Torfaen (;  ) is a county borough in the south-east of Wales. Torfaen is bordered by the county of Monmouthshire to the east, the city of Newport to the south, and the county boroughs of Caerphilly and Blaenau Gwent to the south-west and north-west. It is within the boundaries of the historic county of Monmouthshire, and between 1974 and 1996 was a district of Gwent, until it was reconstituted as a principal area in 1996.

Etymology
Torfaen (meaning "breaker of stones") is an old name for the river – today called Afon Lwyd ("grey river") – which flows through the county borough from its source north of Blaenavon southward through Abersychan, Pontypool, and Cwmbran. The last three towns mentioned are a contiguous urban area.

History
The borough was formed in 1974 as a local government district of Gwent. It covered the whole area of three former districts and two parishes from another two districts, which were all abolished at the same time:
Blaenavon Urban District
Cwmbran Urban District
Henllys parish from Magor and St Mellons Rural District
Llanfrechfa Lower parish from Pontypool Rural District
Pontypool Urban District
All the constituent parts of Torfaen had previously been in the administrative county of Monmouthshire prior to the reforms. Gwent County Council provided county-level services to the new borough.
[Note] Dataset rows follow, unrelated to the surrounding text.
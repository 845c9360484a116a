//! Hash-chained log entry and its canonical encodings.

use base64::engine::general_purpose::STANDARD as BASE64;
use base64::Engine as _;
use ed25519_dalek::{Signer, SigningKey, Verifier, VerifyingKey};
use serde::{Deserialize, Serialize};
use serde_json::Value;
use sha2::{Digest, Sha256};
use tansive_core::HashlogError;

/// A single line of the hashlog: the caller's payload, the previous entry's hash, this entry's
/// hash, and an Ed25519 signature over all three.
#[derive(Debug, Clone, Serialize, Deserialize)]
pub struct HashedLogEntry {
    pub payload: Value,
    #[serde(rename = "prevHash")]
    pub prev_hash: String,
    pub hash: String,
    pub signature: String,
}

/// Canonical two-field struct whose serialization order is fixed (payload, then prevHash) —
/// this is the "canonical JSON" the hash is computed over.
#[derive(Serialize)]
struct HashInput<'a> {
    payload: &'a Value,
    #[serde(rename = "prevHash")]
    prev_hash: &'a str,
}

/// Canonical three-field struct the signature is computed over.
#[derive(Serialize)]
struct SignInput<'a> {
    payload: &'a Value,
    #[serde(rename = "prevHash")]
    prev_hash: &'a str,
    hash: &'a str,
}

fn compute_hash(payload: &Value, prev_hash: &str) -> String {
    let canonical = serde_json::to_vec(&HashInput { payload, prev_hash }).expect("canonical json always serializes");
    let digest = Sha256::digest(&canonical);
    hex::encode(digest)
}

fn signing_bytes(payload: &Value, prev_hash: &str, hash: &str) -> Vec<u8> {
    serde_json::to_vec(&SignInput { payload, prev_hash, hash }).expect("canonical json always serializes")
}

impl HashedLogEntry {
    /// Build and sign a new entry chained onto `prev_hash`.
    pub fn seal(payload: Value, prev_hash: &str, signing_key: &SigningKey) -> Self {
        let hash = compute_hash(&payload, prev_hash);
        let signature = signing_key.sign(&signing_bytes(&payload, prev_hash, &hash));
        Self {
            payload,
            prev_hash: prev_hash.to_string(),
            hash,
            signature: BASE64.encode(signature.to_bytes()),
        }
    }

    /// Recompute this entry's hash from its payload and claimed `prevHash`.
    pub fn recompute_hash(&self) -> String {
        compute_hash(&self.payload, &self.prev_hash)
    }

    /// Verify the signature against `public_key`, using the entry's own claimed `hash`.
    pub fn verify_signature(&self, public_key: &VerifyingKey) -> Result<(), HashlogError> {
        let sig_bytes = BASE64
            .decode(&self.signature)
            .map_err(|e| HashlogError::MalformedEntry { line: 0, reason: format!("bad signature base64: {e}") })?;
        let sig_array: [u8; 64] = sig_bytes
            .as_slice()
            .try_into()
            .map_err(|_| HashlogError::MalformedEntry { line: 0, reason: "signature must be 64 bytes".into() })?;
        let signature = ed25519_dalek::Signature::from_bytes(&sig_array);
        public_key
            .verify(&signing_bytes(&self.payload, &self.prev_hash, &self.hash), &signature)
            .map_err(|_| HashlogError::SignatureInvalid { line: 0 })
    }
}

#[cfg(test)]
mod tests {
    use super::*;
    use rand::rngs::OsRng;
    use serde_json::json;

    #[test]
    fn seal_then_verify_round_trips() {
        let key = SigningKey::generate(&mut OsRng);
        let entry = HashedLogEntry::seal(json!({"i": 0}), "", &key);
        assert_eq!(entry.hash, entry.recompute_hash());
        entry.verify_signature(&key.verifying_key()).unwrap();
    }

    #[test]
    fn tampered_hash_fails_signature_check() {
        let key = SigningKey::generate(&mut OsRng);
        let mut entry = HashedLogEntry::seal(json!({"i": 0}), "", &key);
        entry.hash = "00".repeat(32);
        assert!(entry.verify_signature(&key.verifying_key()).is_err());
    }
}
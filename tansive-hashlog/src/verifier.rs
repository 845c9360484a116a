//! Streaming hash-chain verification.

use ed25519_dalek::VerifyingKey;
use std::io::{BufRead, BufReader, Read};
use tansive_core::HashlogError;

use crate::entry::HashedLogEntry;

/// Scanner buffer sized to comfortably accept lines up to 1 MiB without repeated reallocation.
const LINE_BUFFER_HINT: usize = 1024 * 1024;

/// Verify every entry readable from `reader` against `public_key`.
///
/// Recomputes each entry's hash, checks it chains from the previous entry's hash, and verifies
/// the signature. Stops at the first failure, reporting the 1-based line number it occurred at.
pub fn verify<R: Read>(reader: R, public_key: &VerifyingKey) -> Result<usize, HashlogError> {
    let mut reader = BufReader::with_capacity(LINE_BUFFER_HINT, reader);
    let mut expected_prev = String::new();
    let mut count = 0usize;
    let mut line = String::new();

    loop {
        line.clear();
        let bytes_read = reader.read_line(&mut line).map_err(|e| HashlogError::Io(e.to_string()))?;
        if bytes_read == 0 {
            break;
        }
        count += 1;
        let trimmed = line.trim_end_matches(['\n', '\r']);
        if trimmed.is_empty() {
            continue;
        }

        let entry: HashedLogEntry = serde_json::from_str(trimmed)
            .map_err(|e| HashlogError::MalformedEntry { line: count, reason: e.to_string() })?;

        if entry.prev_hash != expected_prev {
            return Err(HashlogError::ChainBroken {
                line: count,
                reason: format!("expected prevHash '{expected_prev}', found '{}'", entry.prev_hash),
            });
        }

        let recomputed = entry.recompute_hash();
        if recomputed != entry.hash {
            return Err(HashlogError::ChainBroken {
                line: count,
                reason: format!("hash mismatch: claimed '{}', recomputed '{recomputed}'", entry.hash),
            });
        }

        entry
            .verify_signature(public_key)
            .map_err(|_| HashlogError::SignatureInvalid { line: count })?;

        expected_prev = entry.hash;
    }

    Ok(count)
}

#[cfg(test)]
mod tests {
    use super::*;
    use crate::writer::HashlogWriter;
    use rand::RngCore;
    use serde_json::json;
    use tempfile::tempdir;

    fn seeded_key() -> ([u8; 32], ed25519_dalek::SigningKey) {
        let mut seed = [0u8; 32];
        rand::thread_rng().fill_bytes(&mut seed);
        (seed, ed25519_dalek::SigningKey::from_bytes(&seed))
    }

    #[test]
    fn verifies_clean_chain_of_three_entries() {
        let dir = tempdir().unwrap();
        let (seed, signing_key) = seeded_key();
        let path = dir.path().join("log.jsonl");
        let writer = HashlogWriter::create(&path, &seed, 1).unwrap();
        for i in 0..3 {
            writer.add_entry(json!({"i": i})).unwrap();
        }
        writer.close().unwrap();

        let file = std::fs::File::open(&path).unwrap();
        let n = verify(file, &signing_key.verifying_key()).unwrap();
        assert_eq!(n, 3);
    }

    #[test]
    fn flipped_hash_byte_fails_at_that_line() {
        let dir = tempdir().unwrap();
        let (seed, signing_key) = seeded_key();
        let path = dir.path().join("log.jsonl");
        let writer = HashlogWriter::create(&path, &seed, 1).unwrap();
        for i in 0..3 {
            writer.add_entry(json!({"i": i})).unwrap();
        }
        writer.close().unwrap();

        let content = std::fs::read_to_string(&path).unwrap();
        let mut lines: Vec<String> = content.lines().map(|s| s.to_string()).collect();
        let mut entry: HashedLogEntry = serde_json::from_str(&lines[1]).unwrap();
        let mut hash_bytes = hex::decode(&entry.hash).unwrap();
        hash_bytes[0] ^= 0xFF;
        entry.hash = hex::encode(hash_bytes);
        lines[1] = serde_json::to_string(&entry).unwrap();
        std::fs::write(&path, lines.join("\n") + "\n").unwrap();

        let file = std::fs::File::open(&path).unwrap();
        let err = verify(file, &signing_key.verifying_key()).unwrap_err();
        match err {
            HashlogError::ChainBroken { line, .. } => assert_eq!(line, 2),
            other => panic!("expected ChainBroken at line 2, got {other:?}"),
        }
    }

    #[test]
    fn wrong_public_key_fails_signature_check() {
        let dir = tempdir().unwrap();
        let (seed, _signing_key) = seeded_key();
        let path = dir.path().join("log.jsonl");
        let writer = HashlogWriter::create(&path, &seed, 1).unwrap();
        writer.add_entry(json!({"i": 0})).unwrap();
        writer.close().unwrap();

        let (_other_seed, other_key) = seeded_key();
        let file = std::fs::File::open(&path).unwrap();
        let err = verify(file, &other_key.verifying_key()).unwrap_err();
        assert_eq!(err, HashlogError::SignatureInvalid { line: 1 });
    }
}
Torfaen was reconstituted in 1996 as a county borough, taking over the county-level functions from the abolished Gwent County Council. The area is now governed by Torfaen County Borough Council, which is a principal council.

Torfaen has its own museum Torfaen Museum, in Pontypool Park, Pontypool.

Area characteristics
The area has a population of around 91,000. Much of the southern part of the county borough around Cwmbran is extensively urban. The north of the county borough is greener and retains extensive areas of countryside, especially on the route to Blaenavon.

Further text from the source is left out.